But I rarely got lost. I instantly seemed to find my bearings here. And my reaction to L.A. took me completely by surprise. I fell in love on Day One.

Maybe it helped that an old friend capped a fabulous tour with a martini at Musso and Frank. But I was equally smitten with the brown-paper-bag plainness of the city’s much-derided mini malls — because it was clear to me that they contained so many hidden stories about so many journeys from so many different countries.

I grew up in a somewhat peripatetic way. As the child of a foreign correspondent, I lived in Africa, India, England, Hong Kong. I finished high school on a hilltop in Swaziland.

I started writing thinking I would follow in my father’s footsteps and build a career traveling the world. It turns out that what I like the best is to get to know one place better and better, to keep excavating my own backyard for the benefit of the people who live in it and who care about it just as much as I do.

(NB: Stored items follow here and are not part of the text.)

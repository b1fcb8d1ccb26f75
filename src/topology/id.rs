//! `EntityId`: a strong, zero-cost identifier for nodes, elements and conditions
//!
//! Mesh files number their entities from 1, so `EntityId` wraps a nonzero
//! `u64` and reserves 0 as an invalid value. Identifiers are unique per
//! entity kind within one [`MeshHierarchy`](crate::topology::hierarchy::MeshHierarchy).

use crate::mesh_error::MeshRefineError;
use std::{fmt, num::NonZeroU64};

/// Identifier of a node, element or condition.
///
/// # Memory layout
/// This type is `repr(transparent)`, so it has the same size and alignment
/// as a `u64` and `Option<EntityId>` costs nothing extra.
#[derive(
    Copy, Clone, PartialEq, Eq, Hash, PartialOrd, Ord, serde::Serialize, serde::Deserialize,
)]
#[repr(transparent)]
pub struct EntityId(NonZeroU64);

impl EntityId {
    /// Creates a new `EntityId` from a raw `u64` value.
    ///
    /// # Errors
    /// Returns [`MeshRefineError::InvalidEntityId`] if `raw == 0`.
    ///
    /// # Example
    ///
    /// ```rust
    /// # use mesh_refine::topology::id::EntityId;
    /// let id = EntityId::new(1).unwrap();
    /// assert_eq!(id.get(), 1);
    /// ```
    #[inline]
    pub fn new(raw: u64) -> Result<Self, MeshRefineError> {
        NonZeroU64::new(raw)
            .map(EntityId)
            .ok_or(MeshRefineError::InvalidEntityId)
    }

    /// Returns the inner `u64` value.
    #[inline]
    pub const fn get(self) -> u64 {
        self.0.get()
    }
}

/// Property-set reference carried by elements and conditions.
///
/// Property ids may be 0 in mesh files, so this is a plain integer.
pub type PropertyId = u64;

impl fmt::Debug for EntityId {
    fn fmt(&self, f: &mut fmt::Formatter<'_>) -> fmt::Result {
        f.debug_tuple("EntityId").field(&self.get()).finish()
    }
}

impl fmt::Display for EntityId {
    fn fmt(&self, f: &mut fmt::Formatter<'_>) -> fmt::Result {
        write!(f, "{}", self.get())
    }
}
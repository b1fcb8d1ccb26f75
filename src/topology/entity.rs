//! Mesh entities: nodes, triangular elements and two-node conditions.
//!
//! Entities are plain values owned once by the root arena of a
//! [`MeshHierarchy`](crate::topology::hierarchy::MeshHierarchy); scopes refer
//! to them by [`EntityId`]. Elements and conditions share one shape (a type
//! name, a property reference and an ordered node list) and are handled
//! generically through [`ConnectedEntity`].

use crate::mesh_error::MeshRefineError;
use crate::topology::id::{EntityId, PropertyId};
use std::fmt;
use std::sync::Arc;

/// The three kinds of addressable mesh entities.
#[derive(Copy, Clone, Debug, PartialEq, Eq, Hash, PartialOrd, Ord)]
pub enum EntityKind {
    Node,
    Element,
    Condition,
}

impl fmt::Display for EntityKind {
    fn fmt(&self, f: &mut fmt::Formatter<'_>) -> fmt::Result {
        f.write_str(match self {
            EntityKind::Node => "node",
            EntityKind::Element => "element",
            EntityKind::Condition => "condition",
        })
    }
}

/// A mesh vertex with 3D coordinates.
#[derive(Copy, Clone, Debug, PartialEq, serde::Serialize, serde::Deserialize)]
pub struct Node {
    pub id: EntityId,
    pub coords: [f64; 3],
}

impl Node {
    pub fn new(id: EntityId, coords: [f64; 3]) -> Self {
        Self { id, coords }
    }

    /// Arithmetic mean of two coordinate triples: `(a + b) * 0.5`.
    #[inline]
    pub fn midpoint_coords(a: &Node, b: &Node) -> [f64; 3] {
        [
            (a.coords[0] + b.coords[0]) * 0.5,
            (a.coords[1] + b.coords[1]) * 0.5,
            (a.coords[2] + b.coords[2]) * 0.5,
        ]
    }
}

/// Shared interface of elements and conditions.
pub trait ConnectedEntity: Clone + Send + Sync + fmt::Debug {
    /// Kind reported in errors and logs.
    const KIND: EntityKind;
    /// The only node count refinement accepts for this kind.
    const NODE_COUNT: usize;

    fn id(&self) -> EntityId;
    /// Type name as it appears in mesh files (e.g. `Element2D3N`).
    fn type_name(&self) -> &Arc<str>;
    fn properties(&self) -> PropertyId;
    fn nodes(&self) -> &[EntityId];

    /// Creates an entity of the same type and property set with new id and nodes.
    fn create(&self, id: EntityId, nodes: Vec<EntityId>) -> Self;

    /// Rejects entities whose node count differs from [`Self::NODE_COUNT`].
    fn check_topology(&self) -> Result<(), MeshRefineError> {
        let found = self.nodes().len();
        if found != Self::NODE_COUNT {
            return Err(MeshRefineError::UnsupportedTopology {
                kind: Self::KIND,
                id: self.id(),
                expected: Self::NODE_COUNT,
                found,
            });
        }
        Ok(())
    }
}

macro_rules! connected_entity {
    ($(#[$meta:meta])* $name:ident, $kind:expr, $count:expr) => {
        $(#[$meta])*
        #[derive(Clone, Debug, PartialEq)]
        pub struct $name {
            pub id: EntityId,
            pub type_name: Arc<str>,
            pub properties: PropertyId,
            pub nodes: Vec<EntityId>,
        }

        impl $name {
            pub fn new(
                id: EntityId,
                type_name: impl Into<Arc<str>>,
                properties: PropertyId,
                nodes: Vec<EntityId>,
            ) -> Self {
                Self {
                    id,
                    type_name: type_name.into(),
                    properties,
                    nodes,
                }
            }
        }

        impl ConnectedEntity for $name {
            const KIND: EntityKind = $kind;
            const NODE_COUNT: usize = $count;

            fn id(&self) -> EntityId {
                self.id
            }
            fn type_name(&self) -> &Arc<str> {
                &self.type_name
            }
            fn properties(&self) -> PropertyId {
                self.properties
            }
            fn nodes(&self) -> &[EntityId] {
                &self.nodes
            }
            fn create(&self, id: EntityId, nodes: Vec<EntityId>) -> Self {
                Self {
                    id,
                    type_name: Arc::clone(&self.type_name),
                    properties: self.properties,
                    nodes,
                }
            }
        }
    };
}

connected_entity!(
    /// A triangle: exactly three node references in their original order.
    Element,
    EntityKind::Element,
    3
);

connected_entity!(
    /// A boundary edge: exactly two node references.
    Condition,
    EntityKind::Condition,
    2
);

For the record, I’ve now lived in L.A. far longer than I’ve lived anywhere else. I’ve seen it through plenty of tough times. I’ve written about fires and about mud shoving houses and people off hills, about priests abusing children and the L.A. Archdiocese covering it up. I’ve seen neighborhoods change rapidly and beautiful old buildings suddenly disappear, and the historian in me sometimes traverses the city mournfully, thinking, “The Ambassador used to be here,” and “The Sixth Street bridge used to be there,” and “When oh when will we get back Tail o’ the Pup?”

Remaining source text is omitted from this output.